Mijn eigen waarnemingen rond de generaties in de kerk  
Home > Thema's > Inculturatie > Kerk zijn > Ambten > Mijn eigen waarnemingen rond de generaties in d...
Mirjam Wolthuis
23/6/08

Mijn eigen waarnemingen rond de generaties in de kerk

De peiling door de dagvoorzitter aan het begin van de bijeenkomst op 10 november 2007 over Kerk & Ambt in de Dominicuskerk te Amsterdam heeft me nog lang bezig gehouden: wat betekende het dat er op deze groep van 500 kerkgangers minder dan 10 mensen onder de leeftijd van 50 jaar aanwezig waren? Het was ter plekke reden voor enige vrolijke hilariteit. Maar wát als de dagvoorzitter toen radicaal had geconcludeerd dat het ambtsprobleem dat deze 50-plussers met de R.-K. Kerk hebben, klaarblijkelijk niet het probleem is waar de jongere generaties mee zitten? Voor zover de veertig-minners al in de kerk zitten, en voor zover zij een probleem zouden hebben met de kerkstructuren?
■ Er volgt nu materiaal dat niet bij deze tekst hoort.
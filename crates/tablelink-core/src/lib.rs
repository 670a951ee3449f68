pub mod driver;
pub use driver::Driver;

mod error;
pub use error::{Error, IntoError};

pub mod options;
pub use options::{FieldSpec, Fields, TableOptions, TableRef};

pub mod record;
pub use record::{Record, RecordKey};

pub mod row;
pub use row::{Field, Row};

pub mod value;
pub use value::Value;

mod warning;
pub use warning::Warning;

/// A Result type alias that uses tablelink's [`Error`] type.
pub type Result<T> = core::result::Result<T, Error>;

pub use async_trait::async_trait;
use crate::{TableRef, Value};

use indexmap::IndexMap;

/// A record returned by a driver: its id and the raw values of its fields.
#[derive(Debug, Clone, PartialEq)]
pub struct Record {
    pub id: String,
    pub fields: IndexMap<String, Value>,
}

impl Record {
    pub fn new(id: impl Into<String>) -> Self {
        Self {
            id: id.into(),
            fields: IndexMap::new(),
        }
    }

    /// Builder-style helper to set a field.
    pub fn with(mut self, name: impl Into<String>, value: impl Into<Value>) -> Self {
        self.fields.insert(name.into(), value.into());
        self
    }

    pub fn id(&self) -> &str {
        &self.id
    }

    /// Returns the raw value of the named field, or `None` if the record
    /// has no value for it.
    pub fn get(&self, name: &str) -> Option<&Value> {
        self.fields.get(name)
    }
}

/// Identifies a record across bases and tables.
///
/// Record ids are only unique within a table of a base, so the key carries
/// all three parts.
#[derive(Debug, Clone, PartialEq, Eq, Hash)]
pub struct RecordKey {
    pub base_id: String,
    pub table_name: String,
    pub record_id: String,
}

impl RecordKey {
    pub fn new(table: &TableRef, record_id: impl Into<String>) -> Self {
        Self {
            base_id: table.base_id.clone(),
            table_name: table.table_name.clone(),
            record_id: record_id.into(),
        }
    }
}

impl core::fmt::Display for RecordKey {
    fn fmt(&self, f: &mut core::fmt::Formatter) -> core::fmt::Result {
        write!(
            f,
            "base={} table={} id={}",
            self.base_id, self.table_name, self.record_id
        )
    }
}
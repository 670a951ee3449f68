pub mod cache;
pub use cache::RecordCache;

mod config;
pub use config::Config;

pub mod fetcher;
pub use fetcher::Fetcher;

pub mod resolve;
pub use resolve::Resolver;

pub mod session;
pub use session::{Fetched, Session, State};

mod stats;
pub use stats::Stats;

pub use tablelink_core::{
    driver::{self, Driver},
    Error, Field, FieldSpec, Fields, Record, RecordKey, Result, Row, TableOptions, TableRef,
    Value, Warning,
};
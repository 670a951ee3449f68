use pretty_assertions::assert_eq;
use tablelink::{Fetcher, RecordCache};
use tests::{fixtures, FaultyDriver, LoggingDriver};

fn ids(records: &[std::sync::Arc<tablelink::Record>]) -> Vec<&str> {
    records.iter().map(|record| record.id()).collect()
}

#[tokio::test]
async fn pages_flatten_in_source_order() {
    let single = LoggingDriver::new(fixtures::memory(100));
    let paged = LoggingDriver::new(fixtures::memory(1));
    let cache = RecordCache::new();

    let all_at_once = Fetcher::new(&single, &cache)
        .select_all(&fixtures::table("People"), false)
        .await
        .unwrap();
    let one_by_one = Fetcher::new(&paged, &cache)
        .select_all(&fixtures::table("People"), false)
        .await
        .unwrap();

    assert_eq!(ids(&all_at_once), ["recAda", "recGrace", "recLinus", "recKen"]);
    assert_eq!(ids(&all_at_once), ids(&one_by_one));

    assert_eq!(single.exec_log().select_pages("People"), 1);
    assert_eq!(paged.exec_log().select_pages("People"), 4);
}

#[tokio::test]
async fn paginated_select_counts_one_request() {
    let driver = LoggingDriver::new(fixtures::memory(2));
    let cache = RecordCache::new();

    Fetcher::new(&driver, &cache)
        .select_all(&fixtures::table("People"), false)
        .await
        .unwrap();

    assert_eq!(driver.exec_log().select_pages("People"), 2);
    assert_eq!(cache.requests(), 1);
    assert_eq!(cache.cache_hits(), 0);
}

#[tokio::test]
async fn select_without_caching_leaves_cache_empty() {
    let driver = LoggingDriver::new(fixtures::memory(2));
    let cache = RecordCache::new();

    Fetcher::new(&driver, &cache)
        .select_all(&fixtures::table("People"), false)
        .await
        .unwrap();

    assert!(cache.is_empty());
}

#[tokio::test]
async fn cached_select_serves_lookups() {
    let driver = LoggingDriver::new(fixtures::memory(3));
    let log = driver.exec_log();
    let cache = RecordCache::new();
    let fetcher = Fetcher::new(&driver, &cache);
    let people = fixtures::table("People");

    let records = fetcher.select_all(&people, true).await.unwrap();
    assert_eq!(cache.len(), records.len());

    for record in &records {
        let found = fetcher.select_one(record.id(), &people).await.unwrap();
        assert_eq!(found, *record);
    }

    assert_eq!(log.num_finds(), 0);
    assert_eq!(cache.requests(), 1);
    assert_eq!(cache.cache_hits(), records.len() as u64);
}

#[tokio::test]
async fn cached_records_are_scoped_to_their_table() {
    let driver = LoggingDriver::new(
        fixtures::memory(10).table("appOther", "People", fixtures::people()),
    );
    let log = driver.exec_log();
    let cache = RecordCache::new();
    let fetcher = Fetcher::new(&driver, &cache);

    fetcher
        .select_all(&fixtures::table("People"), true)
        .await
        .unwrap();
    fetcher
        .select_one("recAda", &tablelink::TableRef::new("appOther", "People"))
        .await
        .unwrap();

    assert_eq!(log.num_finds(), 1);
    assert_eq!(cache.cache_hits(), 0);
}

#[tokio::test]
async fn max_records_truncates() {
    let driver = LoggingDriver::new(fixtures::memory(1));
    let cache = RecordCache::new();

    let records = Fetcher::new(&driver, &cache)
        .select_all(&fixtures::table("People").max_records(2), false)
        .await
        .unwrap();

    assert_eq!(ids(&records), ["recAda", "recGrace"]);
    assert_eq!(driver.exec_log().select_pages("People"), 2);
}

#[tokio::test]
async fn failed_page_discards_partial_results() {
    let driver = FaultyDriver::new(fixtures::memory(1)).fail_select_after("People", 2);
    let cache = RecordCache::new();

    let err = Fetcher::new(&driver, &cache)
        .select_all(&fixtures::table("People"), false)
        .await
        .unwrap_err();

    assert!(err.is_driver());
    assert_eq!(
        err.to_string(),
        "selecting records from appCompany/People: injected fault: select page 2 of appCompany/People"
    );
    assert_eq!(cache.requests(), 1);
}

#[tokio::test]
async fn unknown_table_fails() {
    let driver = fixtures::memory(10);
    let cache = RecordCache::new();

    let err = Fetcher::new(&driver, &cache)
        .select_all(&fixtures::table("Nope"), true)
        .await
        .unwrap_err();

    assert!(err.is_driver());
}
Bij wijze van inleiding en opwarmer wil ik u mijn eigen waarnemingen voorhouden rond deze jongere generaties en die van anderen over de positie van de kerken vandaag de dag.

Een priester vertelde me onlangs dat zijn orthodoxe missen het beste liepen: gewoon alles volgens de voorschriften, in vol ornaat en met alle heilige gebaren en formules. Een vriendin uit de franciscaanse beweging vertelde hoe onbekommerd jongere mensen zich in de katholieke gebruiken begeven, kennelijk niet belast door enige frustratie of krenking uit het verleden en, naar het blijkt, evenmin belast met idealen over hoe de kerk zou moeten zijn. Alleen maar met behoefte aan religieus onderdak. Ze voegen zich in in wat er is en merken wel of dat hun ding is of niet.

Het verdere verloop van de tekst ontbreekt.